Um amigo costuma dizer que Copacabana tem “muito de tudo”. É verdade. Velhos, então, nem se diga.

As estatísticas mostram, aliás, que Copa é o bairro que tem o maior índice de idosos do Rio de Janeiro. E a gente pode constatar que isso é verdade, apenas caminhando pelas ruas. Na Avenida Nossa Senhora de Copacabana, principalmente no trecho entre Siqueira Campos e Constante Ramos, a terceira idade reina. Nessa área, o conselho – de um também velho como eu – é nunca entrar em filas reservadas a eles em bancos ou lojas. Se houver mais de um na fila, é preferível entrar na normal. O idoso, em geral ciente de suas dificuldades, é lento. Verifica tudo, discute, confere. E, na hora de usar o cartão de crédito, digita como se estivesse numa velha máquina de escrever. Tecla lento, põe toda sua força em cada número que digita. Assim mesmo, muitas vezes erra. Mesmo a loira que, se na rua você trata como uma senhora se ofende, diante do caixa, usufrui das vantagens de ter idade. E confirma tudo se enganando no teclado, insistindo em guardar o cartão na bolsa para então pegar sua compra e sair. Claro que o próximo da fila, já mal humorado, vai repetir todo o mesmo ritual.

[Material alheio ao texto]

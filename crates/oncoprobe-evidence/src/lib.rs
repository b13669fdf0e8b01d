//! oncoprobe-evidence — DrugBank ID lookup plus the public biomedical API
//! clients used to corroborate repurposing candidates. Every client is
//! best-effort: a failed call logs a warning upstream and degrades to an
//! empty result, never a request failure.

pub mod clinicaltrials;
pub mod drugbank;
pub mod pubchem;
pub mod pubmed;

use async_trait::async_trait;

pub use clinicaltrials::ClinicalTrialsClient;
pub use drugbank::DrugBankIndex;
pub use pubchem::PubChemClient;
pub use pubmed::PubMedClient;

/// Common interface for the link-producing evidence sources.
#[async_trait]
pub trait EvidenceSource: Send + Sync {
    /// Return up to `max_results` external URLs supporting the drug.
    async fn links_for(&self, drug_name: &str, max_results: usize)
        -> anyhow::Result<Vec<String>>;
}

No metrô, o idoso também usufrui das benesses da idade, em geral sem ser percebido. Apenas “cola” seu cartão de gratuidade no local indicado na catraca, vê a luz verde e passa. O mesmo já não acontece em ônibus. Nessa hora é essencial ter jovens no ponto. Ou o motorista não para só para um velho. Para passar na catraca, diante de um cobrador que sequer o cumprimenta, também mais um constrangimento: encosta o cartão até que numa tela apareça o aviso de “gratuidade para idoso”. O cobrador, com olhar sisudo, concede destravar a catraca para o passageiro.

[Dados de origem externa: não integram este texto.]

//! External feature-extraction tool invocation.
//!
//! The extractor is a file-in/file-out collaborator: it receives a FASTA
//! file, writes one or more CSV files with descriptor columns into an
//! output directory, and exits. Oncoprobe never re-implements the
//! descriptor algorithms; it only runs the tool and collects its output.

use anyhow::Result;
use std::path::{Path, PathBuf};
use tokio::process::Command;
use tracing::{debug, info};

/// Argv template for the extractor. `{fasta}` and `{outdir}` placeholders
/// are substituted per invocation.
#[derive(Debug, Clone)]
pub struct ExtractorCommand {
    pub program: PathBuf,
    pub args: Vec<String>,
}

/// Wrapper around the external feature-extraction executable.
pub struct FeatureExtractor {
    command: ExtractorCommand,
}

impl FeatureExtractor {
    pub fn new(command: ExtractorCommand) -> Self {
        Self { command }
    }

    /// Run the extractor on `fasta` with CSV output into `outdir`.
    /// Returns the CSV files produced, sorted by file name so the merge
    /// order is deterministic.
    pub async fn run(&self, fasta: &Path, outdir: &Path) -> Result<Vec<PathBuf>> {
        info!(?fasta, "Running feature extractor");

        let args: Vec<String> = self
            .command
            .args
            .iter()
            .map(|a| {
                a.replace("{fasta}", &fasta.to_string_lossy())
                    .replace("{outdir}", &outdir.to_string_lossy())
            })
            .collect();

        let output = Command::new(&self.command.program)
            .args(&args)
            .output()
            .await?;

        if !output.status.success() {
            let stderr = String::from_utf8_lossy(&output.stderr);
            anyhow::bail!("feature extractor failed: {}", stderr);
        }

        let mut csvs = Vec::new();
        let mut entries = tokio::fs::read_dir(outdir).await?;
        while let Some(entry) = entries.next_entry().await? {
            let path = entry.path();
            if path.extension().is_some_and(|e| e == "csv") {
                csvs.push(path);
            }
        }
        csvs.sort();

        if csvs.is_empty() {
            anyhow::bail!("feature extractor produced no CSV output in {:?}", outdir);
        }

        debug!(n = csvs.len(), "Extractor CSV files collected");
        Ok(csvs)
    }
}

#[cfg(test)]
mod tests {
    use super::*;
    use std::io::Write;

    // A shell stub standing in for the real extractor binary.
    fn write_stub(dir: &Path, body: &str) -> PathBuf {
        let path = dir.join("extract.sh");
        let mut f = std::fs::File::create(&path).unwrap();
        writeln!(f, "#!/bin/sh\n{}", body).unwrap();
        let mut perms = std::fs::metadata(&path).unwrap().permissions();
        use std::os::unix::fs::PermissionsExt;
        perms.set_mode(0o755);
        std::fs::set_permissions(&path, perms).unwrap();
        path
    }

    #[tokio::test]
    async fn test_run_collects_csvs_sorted() {
        let dir = tempfile::tempdir().unwrap();
        let outdir = tempfile::tempdir().unwrap();
        let fasta = dir.path().join("in.fasta");
        std::fs::write(&fasta, ">P1\nMKTV\n").unwrap();

        let stub = write_stub(
            dir.path(),
            "printf 'A\\n1\\n' > \"$2\"/b_dpc.csv; printf 'B\\n2\\n' > \"$2\"/a_aac.csv",
        );
        let extractor = FeatureExtractor::new(ExtractorCommand {
            program: stub,
            args: vec!["{fasta}".to_string(), "{outdir}".to_string()],
        });

        let csvs = extractor.run(&fasta, outdir.path()).await.unwrap();
        assert_eq!(csvs.len(), 2);
        assert!(csvs[0].ends_with("a_aac.csv"));
        assert!(csvs[1].ends_with("b_dpc.csv"));
    }

    #[tokio::test]
    async fn test_run_fails_without_output() {
        let dir = tempfile::tempdir().unwrap();
        let outdir = tempfile::tempdir().unwrap();
        let fasta = dir.path().join("in.fasta");
        std::fs::write(&fasta, ">P1\nMKTV\n").unwrap();

        let stub = write_stub(dir.path(), "true");
        let extractor = FeatureExtractor::new(ExtractorCommand {
            program: stub,
            args: vec!["{fasta}".to_string(), "{outdir}".to_string()],
        });

        let err = extractor.run(&fasta, outdir.path()).await.unwrap_err();
        assert!(err.to_string().contains("no CSV output"));
    }

    #[tokio::test]
    async fn test_run_surfaces_tool_stderr() {
        let dir = tempfile::tempdir().unwrap();
        let outdir = tempfile::tempdir().unwrap();
        let fasta = dir.path().join("in.fasta");
        std::fs::write(&fasta, ">P1\nMKTV\n").unwrap();

        let stub = write_stub(dir.path(), "echo 'bad fasta' >&2; exit 3");
        let extractor = FeatureExtractor::new(ExtractorCommand {
            program: stub,
            args: vec!["{fasta}".to_string(), "{outdir}".to_string()],
        });

        let err = extractor.run(&fasta, outdir.path()).await.unwrap_err();
        assert!(err.to_string().contains("bad fasta"));
    }
}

Na Avenida Atlântica, é uma festa. Muitos se reúnem com seus amigos nas esquinas. Os que podem, conversam. Outros ficam calados, enquanto seus acompanhantes contam as últimas dificuldades da vida, como foi a noitada de ontem.

Muitos caminham. Correm. Nesta hora, então, esquecem o senso do ridículo, circulando em trajes esportivos confeccionados para atletas com idades bem inferiores. Fazem parte do belíssimo cenário desta praia maravilhosa.

Observando essa gente na rua, fico me lembrando de minha tia Marina que, aos 90 anos, uma vez me disse que era muito chato ser velho. Como estava em perfeito estado de saúde e mentalmente era ainda jovem, comentei que ela estava reclamando de barriga cheia. Ela, segura de si, retrucou que não era bem assim. Suas amigas e primas já tinham morrido. Todas. Por isso, se sentia só. Quanto a seus sobrinhos, que sempre cultivaram sua inteligência, ela achava que apenas a suportavam, porque a conversa de velho, seu interesses, tudo, enfim, era outra coisa.

Claro que concordei. Até por isso cultivo muito os poucos velhos amigos – e amigos velhos – que me restaram. Ou me aproximo cada vez mais de minhas irmãs, meus primos. Realmente, melhor que os mais jovens, eles sabem o que sentimos, como somos. Entendem até as ranhetices comuns a todos os que estão na “melhor idade” – ainda capo quem inventou esse termo.

Um outro tio, Francisco, com ar professoral dizia, do alto de seus oitenta e tantos anos: “um jovem pode morrer, mas um velho deve morrer”. Até hoje – ou mais hoje do que nunca – isolo com três batidas na madeira. Sou um velho de Copacabana, ranheta, atrapalhado, chato, muitas vezes resmungão. Mas quero meu calçadão para caminhar, meu choppe para beber, meus amigos para trocar ideias. Sempre ao lado da mulher que sempre amei.

Assim, os famosos velhinhos de Copacabana vão vivendo, fazendo pilates e até frequentando academias de ginástica, implicando com tudo, mas cultivando seus amigos.Passam os dias e a gente continua a rotina neste velho bairro querido. Rosnando, mas livres e felizes.

Em tempo: obrigado, jovem Fernanda Montenegro, espírito vivo de que idade não é documento na hora de ser brilhante. Qualquer prêmio é pouco para esta atriz.